Recording a script

Processing data in an authorized environment requires recording the script that needs to be executed. The recording is done in a design environment that contains dummy data, tables that have the same¹ structure as the real data but with fake entries. The script is executed in the design environment, creating a recording file that must be uploaded to the platform for approval. After a script is recorded and an approval is created, there are a couple of simple changes that need to be done in the authorized environment.

The first step when recording a script is to make sure that we are connected to a design environment. In such environment there are no restrictions on the computations that can be executed. In general, this requires connecting to the engine with the connection file that ends in -design.

import crandas as cd
cd.connect("environment-design")

The purpose of this environment is to design the script that will be run over the real data.

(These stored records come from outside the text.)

//! Message types for the TUI update loop.
//!
//! This module defines all message types that can be sent to the application's
//! update function. Messages represent user actions, async command results,
//! and system events.

use crate::api::{Comment, CommentId, DrinkBundle, Rating};

/// The remote operations the review view performs.
#[derive(Debug, Clone, Copy, PartialEq, Eq)]
pub enum ReviewOperation {
    /// Initial (or reloaded) fetch of the drink bundle.
    LoadDrink,
    /// Comment creation.
    AddComment,
    /// Comment deletion.
    DeleteComment,
    /// Comment text update.
    EditComment,
    /// Star rating submission.
    SubmitRating,
}

impl ReviewOperation {
    /// Stable label used in telemetry and logs.
    #[must_use]
    pub const fn label(self) -> &'static str {
        match self {
            Self::LoadDrink => "load_drink",
            Self::AddComment => "add_comment",
            Self::DeleteComment => "delete_comment",
            Self::EditComment => "edit_comment",
            Self::SubmitRating => "submit_rating",
        }
    }

    /// The message shown to the user when the operation fails.
    #[must_use]
    pub const fn failure_message(self) -> &'static str {
        match self {
            Self::LoadDrink => "Failed to fetch drink data",
            Self::AddComment => "Failed to add comment",
            Self::DeleteComment => "Failed to delete comment",
            Self::EditComment => "Failed to update comment",
            Self::SubmitRating => "Failed to add rating",
        }
    }
}

/// Messages for the drink review TUI application.
#[derive(Debug, Clone)]
pub enum AppMsg {
    // Navigation
    /// Move the comment cursor up one entry.
    CursorUp,
    /// Move the comment cursor down one entry.
    CursorDown,

    // New comment form
    /// Focus the new-comment input.
    StartComposing,
    /// Append a character to the new-comment input.
    ComposeInsertChar(char),
    /// Remove the last character of the new-comment input.
    ComposeBackspace,
    /// Leave the new-comment input, keeping its text.
    StopComposing,
    /// Send the new-comment input to the server.
    SubmitComment,

    // Existing comments
    /// Delete the comment under the cursor.
    DeleteSelected,
    /// Start editing the comment under the cursor.
    EditSelected,
    /// Append a character to the edit buffer.
    EditInsertChar(char),
    /// Remove the last character of the edit buffer.
    EditBackspace,
    /// Send the edit buffer to the server.
    CommitEdit,
    /// Leave edit mode without saving.
    CancelEdit,

    // Rating
    /// Record a star rating; zero clears the selection.
    SelectRating(u8),
    /// Send the selected rating to the server.
    SubmitRating,

    // Request outcomes
    /// Discard all view state and fetch the drink again.
    ReloadRequested,
    /// The drink bundle arrived.
    DrinkLoaded(DrinkBundle),
    /// The server created a comment.
    CommentAdded(Comment),
    /// The server deleted a comment.
    CommentDeleted(CommentId),
    /// The server updated a comment.
    CommentUpdated {
        /// Identifier the update was sent for.
        requested: CommentId,
        /// The server's copy of the updated comment.
        comment: Comment,
    },
    /// The server accepted a rating.
    RatingSubmitted(Rating),
    /// A request failed.
    RequestFailed {
        /// Which operation failed.
        operation: ReviewOperation,
        /// Detailed error for logs; the user sees the generic message.
        detail: String,
    },

    // Application lifecycle
    /// Quit the application.
    Quit,
    /// Toggle help overlay.
    ToggleHelp,
    /// Terminal window was resized.
    WindowResized {
        /// New width in columns.
        width: u16,
        /// New height in rows.
        height: u16,
    },
}

impl AppMsg {
    /// Returns true for messages that edit the new-comment input.
    #[must_use]
    pub const fn is_compose(&self) -> bool {
        matches!(
            self,
            Self::StartComposing
                | Self::ComposeInsertChar(_)
                | Self::ComposeBackspace
                | Self::StopComposing
                | Self::SubmitComment
        )
    }

    /// Returns true for messages acting on existing comments.
    #[must_use]
    pub const fn is_comment(&self) -> bool {
        matches!(
            self,
            Self::DeleteSelected
                | Self::EditSelected
                | Self::EditInsertChar(_)
                | Self::EditBackspace
                | Self::CommitEdit
                | Self::CancelEdit
        )
    }

    /// Returns true for rating messages.
    #[must_use]
    pub const fn is_rating(&self) -> bool {
        matches!(self, Self::SelectRating(_) | Self::SubmitRating)
    }

    /// Returns true for reload requests and request outcomes.
    #[must_use]
    pub const fn is_data(&self) -> bool {
        matches!(
            self,
            Self::ReloadRequested
                | Self::DrinkLoaded(_)
                | Self::CommentAdded(_)
                | Self::CommentDeleted(_)
                | Self::CommentUpdated { .. }
                | Self::RatingSubmitted(_)
                | Self::RequestFailed { .. }
        )
    }
}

This script will be recorded into a .recording file that must then be cryptographically signed by the approvers, typically through the platform.

Tip

You should only attempt to record the script after you have fully run and designed the analysis to be run.

To start recording a script, call cd.script.record():

# Adding a name for the analysis is not obligatory, but it is recommended.
# After recording, the recording file will be stored at the specified path.
cd.script.record("Analysis name", path="filename.recording")

After running the script that needs to be recorded, end the recording by calling the [.end()][crandas.script.Script.end] method on the script.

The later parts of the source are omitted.